* Problem details *
What lines in the following entries hold the word "OfferingEntity"? Copy each one.
────────
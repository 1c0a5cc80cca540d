use std::sync::Arc;

use crate::{ResultDbErrorExt, TransactionImpl};
use async_trait::async_trait;
use dao::{
    schedule::{ScheduleDao, ScheduleEntity},
    DaoError,
};
use kidbook_utils::DayOfWeek;
use sqlx::{query_as, FromRow};
use tracing::instrument;

#[derive(Debug, FromRow)]
struct ScheduleDb {
    id: i64,
    service_id: i64,
    coach_id: Option<i64>,
    day_of_week: i16,
    start_time: time::Time,
    end_time: time::Time,
    available_slots: i32,
    is_active: bool,
}
impl TryFrom<ScheduleDb> for ScheduleEntity {
    type Error = DaoError;
    fn try_from(schedule: ScheduleDb) -> Result<Self, Self::Error> {
        Ok(Self {
            id: schedule.id,
            service_id: schedule.service_id,
            coach_id: schedule.coach_id,
            day_of_week: DayOfWeek::try_from(i64::from(schedule.day_of_week))?,
            start_time: schedule.start_time,
            end_time: schedule.end_time,
            available_slots: schedule.available_slots,
            is_active: schedule.is_active,
        })
    }
}

pub struct ScheduleDaoImpl {
    pub _pool: Arc<sqlx::PgPool>,
}
impl ScheduleDaoImpl {
    pub fn new(pool: Arc<sqlx::PgPool>) -> Self {
        Self { _pool: pool }
    }
}

#[async_trait]
impl ScheduleDao for ScheduleDaoImpl {
    type Transaction = TransactionImpl;

    #[instrument(skip(self, tx))]
    async fn lock_active(
        &self,
        id: i64,
        tx: Self::Transaction,
    ) -> Result<Option<ScheduleEntity>, DaoError> {
        let schedule = query_as::<_, ScheduleDb>(
            "SELECT id, service_id, coach_id, day_of_week, start_time, end_time, available_slots, is_active FROM schedules WHERE id = $1 AND is_active = TRUE FOR UPDATE",
        )
        .bind(id)
        .fetch_optional(tx.tx.lock().await.as_mut())
        .await
        .map_db_error()?;
        schedule.map(ScheduleEntity::try_from).transpose()
    }

    async fn find_by_id(
        &self,
        id: i64,
        tx: Self::Transaction,
    ) -> Result<Option<ScheduleEntity>, DaoError> {
        let schedule = query_as::<_, ScheduleDb>(
            "SELECT id, service_id, coach_id, day_of_week, start_time, end_time, available_slots, is_active FROM schedules WHERE id = $1",
        )
        .bind(id)
        .fetch_optional(tx.tx.lock().await.as_mut())
        .await
        .map_db_error()?;
        schedule.map(ScheduleEntity::try_from).transpose()
    }
}
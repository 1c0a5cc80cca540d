use std::sync::Arc;

use async_trait::async_trait;
use mockall::automock;
use kidbook_utils::Money;

use crate::DaoError;

/// A bookable activity listed by a vendor, stored in the `services` table.
#[derive(Clone, Debug, PartialEq, Eq)]
pub struct OfferingEntity {
    pub id: i64,
    pub vendor_id: i64,
    pub name: Arc<str>,
    pub price_per_session: Money,
    pub trial_price: Option<Money>,
    pub package_4_price: Option<Money>,
    pub package_8_price: Option<Money>,
    pub package_12_price: Option<Money>,
    pub status: Arc<str>,
}

pub const OFFERING_STATUS_ACTIVE: &str = "active";

#[automock(type Transaction = crate::MockTransaction;)]
#[async_trait]
pub trait OfferingDao {
    type Transaction: crate::Transaction;

    async fn find_by_id_and_status(
        &self,
        id: i64,
        status: &str,
        tx: Self::Transaction,
    ) -> Result<Option<OfferingEntity>, DaoError>;
    async fn find_name(&self, id: i64, tx: Self::Transaction)
        -> Result<Option<Arc<str>>, DaoError>;
}
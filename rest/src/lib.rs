use std::sync::Arc;

mod auth;
mod booking;

use axum::{
    http::StatusCode,
    response::{IntoResponse, Response},
    Json, Router,
};
use rest_types::ErrorTO;
use service::ServiceError;
use thiserror::Error;
use tracing::{error, info};
use utoipa::OpenApi;
use utoipa_swagger_ui::SwaggerUi;

pub use auth::{Parent, PARENT_ID_HEADER};

#[derive(Debug, Error)]
pub enum RestError {
    #[error("Service error")]
    ServiceError(#[from] ServiceError),

    #[error("Missing or invalid parent identity")]
    Unauthorized,

    #[error("Invalid request: {0}")]
    InvalidRequest(Arc<str>),
}

fn error_response(status: StatusCode, code: &str, message: impl Into<Arc<str>>) -> Response {
    (status, Json(ErrorTO::new(code, message))).into_response()
}

/// Maps errors to their status code and JSON error body.
fn error_handler(result: Result<Response, RestError>) -> Response {
    match result {
        Ok(response) => response,
        Err(RestError::Unauthorized) => error_response(
            StatusCode::UNAUTHORIZED,
            "UNAUTHORIZED",
            RestError::Unauthorized.to_string(),
        ),
        Err(RestError::InvalidRequest(message)) => {
            error_response(StatusCode::BAD_REQUEST, "INVALID_REQUEST", message)
        }
        Err(RestError::ServiceError(err)) => {
            let (status, code) = match &err {
                ServiceError::InvalidBookingType(_) => {
                    (StatusCode::BAD_REQUEST, "INVALID_BOOKING_TYPE")
                }
                ServiceError::SessionCountMismatch { .. } => {
                    (StatusCode::BAD_REQUEST, "SESSION_COUNT_MISMATCH")
                }
                ServiceError::InvalidSessionDate { .. } => {
                    (StatusCode::BAD_REQUEST, "INVALID_SESSION_DATE")
                }
                ServiceError::PastDateBooking { .. } => {
                    (StatusCode::BAD_REQUEST, "PAST_DATE_BOOKING")
                }
                ServiceError::ValidationError(_) => (StatusCode::BAD_REQUEST, "VALIDATION_ERROR"),
                ServiceError::PriceUnavailable(_) => {
                    (StatusCode::BAD_REQUEST, "PRICE_UNAVAILABLE")
                }
                ServiceError::ChildNotOwned(_) => (StatusCode::NOT_FOUND, "CHILD_NOT_FOUND"),
                ServiceError::ServiceUnavailable(_) => {
                    (StatusCode::NOT_FOUND, "SERVICE_NOT_FOUND")
                }
                ServiceError::ScheduleNotFound(_) => (StatusCode::NOT_FOUND, "SCHEDULE_NOT_FOUND"),
                ServiceError::EntityNotFound(_) => (StatusCode::NOT_FOUND, "NOT_FOUND"),
                ServiceError::Forbidden => (StatusCode::FORBIDDEN, "FORBIDDEN"),
                ServiceError::SlotConflict { .. } => (StatusCode::CONFLICT, "SLOT_CONFLICT"),
                ServiceError::BookingConflict => (StatusCode::CONFLICT, "BOOKING_CONFLICT"),
                ServiceError::DeadlineExceeded => {
                    (StatusCode::GATEWAY_TIMEOUT, "DEADLINE_EXCEEDED")
                }
                ServiceError::DatabaseQueryError(_) | ServiceError::InternalError => {
                    error!(error = %err, "Request failed");
                    return error_response(
                        StatusCode::INTERNAL_SERVER_ERROR,
                        "INTERNAL_ERROR",
                        "Internal server error",
                    );
                }
            };
            error_response(status, code, err.to_string())
        }
    }
}

pub trait RestStateDef: Clone + Send + Sync + 'static {
    type BookingService: service::booking::BookingService + Send + Sync + 'static;

    fn backend_version(&self) -> Arc<str>;
    fn booking_service(&self) -> Arc<Self::BookingService>;
}

#[derive(OpenApi)]
#[openapi(
    info(title = "kidbook booking API"),
    nest(
        (path = "/bookings", api = booking::BookingApiDoc),
    ),
)]
pub struct ApiDoc;

pub fn build_router<RestState: RestStateDef>(rest_state: RestState) -> Router {
    Router::new()
        .nest("/bookings", booking::generate_route())
        .merge(SwaggerUi::new("/swagger-ui").url("/api-docs/openapi.json", ApiDoc::openapi()))
        .with_state(rest_state)
}

pub async fn start_server<RestState: RestStateDef>(
    rest_state: RestState,
    address: &str,
) -> Result<(), std::io::Error> {
    info!(
        version = %rest_state.backend_version(),
        address,
        "Starting server"
    );
    let app = build_router(rest_state);
    let listener = tokio::net::TcpListener::bind(address).await?;
    axum::serve(listener, app).await
}
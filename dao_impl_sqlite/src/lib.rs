use std::{error::Error, sync::Arc};

use async_trait::async_trait;
use dao::{DaoError, Transaction};
use sqlx::SqlitePool;
use time::{format_description::well_known::Iso8601, PrimitiveDateTime};
use tokio::sync::Mutex;

pub mod booking;
pub mod booking_session;
pub mod child;
pub mod coach;
pub mod offering;
pub mod schedule;
pub mod vendor;

#[cfg(test)]
mod test_util;

// Primary and extended result codes reported when another connection holds
// a conflicting lock: SQLITE_BUSY, SQLITE_LOCKED, SQLITE_LOCKED_SHAREDCACHE
// and SQLITE_BUSY_SNAPSHOT.
const SQLITE_BUSY_CODES: [&str; 4] = ["5", "6", "262", "517"];

pub trait ResultDbErrorExt<T, E> {
    fn map_db_error(self) -> Result<T, DaoError>;
}
impl<T, E: Error + Send + Sync + 'static> ResultDbErrorExt<T, E> for Result<T, E> {
    fn map_db_error(self) -> Result<T, DaoError> {
        self.map_err(|err| classify_db_error(Box::new(err)))
    }
}

/// Sorts driver errors into lock contention, unique violations and
/// everything else.
fn classify_db_error(err: Box<dyn Error + Send + Sync>) -> DaoError {
    let (busy, unique_violation) = match err.downcast_ref::<sqlx::Error>() {
        Some(sqlx::Error::Database(db_err)) => (
            db_err
                .code()
                .is_some_and(|code| SQLITE_BUSY_CODES.contains(&code.as_ref())),
            db_err
                .is_unique_violation()
                .then(|| Arc::<str>::from(db_err.message())),
        ),
        _ => (false, None),
    };
    if let Some(message) = unique_violation {
        DaoError::UniqueViolation(message)
    } else if busy {
        DaoError::SerializationFailure(err)
    } else {
        DaoError::DatabaseQueryError(err)
    }
}

pub(crate) fn format_timestamp(value: PrimitiveDateTime) -> Result<String, DaoError> {
    value.format(&Iso8601::DATE_TIME).map_db_error()
}

pub(crate) fn parse_timestamp(value: &str) -> Result<PrimitiveDateTime, DaoError> {
    Ok(PrimitiveDateTime::parse(value, &Iso8601::DATE_TIME)?)
}

#[derive(Clone, Debug)]
pub struct TransactionImpl {
    tx: Arc<Mutex<sqlx::Transaction<'static, sqlx::Sqlite>>>,
}

impl Transaction for TransactionImpl {}

pub struct TransactionDaoImpl {
    pool: Arc<SqlitePool>,
}
impl TransactionDaoImpl {
    pub fn new(pool: Arc<SqlitePool>) -> Self {
        Self { pool }
    }
}
#[async_trait]
impl dao::TransactionDao for TransactionDaoImpl {
    type Transaction = TransactionImpl;

    /// Starts with `BEGIN IMMEDIATE`, so the database write lock is taken
    /// before the first read and no later statement has to upgrade a stale
    /// WAL snapshot.
    async fn new_transaction(&self) -> Result<Self::Transaction, DaoError> {
        let tx = self
            .pool
            .begin_with("BEGIN IMMEDIATE")
            .await
            .map_db_error()?;
        Ok(TransactionImpl {
            tx: Arc::new(tx.into()),
        })
    }

    async fn use_transaction(
        &self,
        tx: Option<Self::Transaction>,
    ) -> Result<Self::Transaction, DaoError> {
        match tx {
            Some(tx) => Ok(tx),
            None => self.new_transaction().await,
        }
    }

    async fn commit(&self, transaction: Self::Transaction) -> Result<(), DaoError> {
        if let Some(tx) = Arc::into_inner(transaction.tx) {
            tx.into_inner().commit().await.map_db_error()?;
        }
        Ok(())
    }

    async fn rollback(&self, transaction: Self::Transaction) -> Result<(), DaoError> {
        if let Some(tx) = Arc::into_inner(transaction.tx) {
            tx.into_inner().rollback().await.map_db_error()?;
        }
        Ok(())
    }
}
use std::sync::Arc;

use async_trait::async_trait;
use mockall::automock;

use crate::DaoError;

#[automock(type Transaction = crate::MockTransaction;)]
#[async_trait]
pub trait VendorDao {
    type Transaction: crate::Transaction;

    async fn find_business_name(
        &self,
        id: i64,
        tx: Self::Transaction,
    ) -> Result<Option<Arc<str>>, DaoError>;
}
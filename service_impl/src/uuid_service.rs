use service::uuid_service::UuidService;
use uuid::Uuid;

/// Random v4 UUIDs, used as a source of random bits.
pub struct UuidServiceImpl;

impl UuidService for UuidServiceImpl {
    fn new_uuid(&self, _usage: &str) -> Uuid {
        Uuid::new_v4()
    }
}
────────
* Solution to this problem *
pub struct OfferingEntity {
    ) -> Result<Option<OfferingEntity>, DaoError>;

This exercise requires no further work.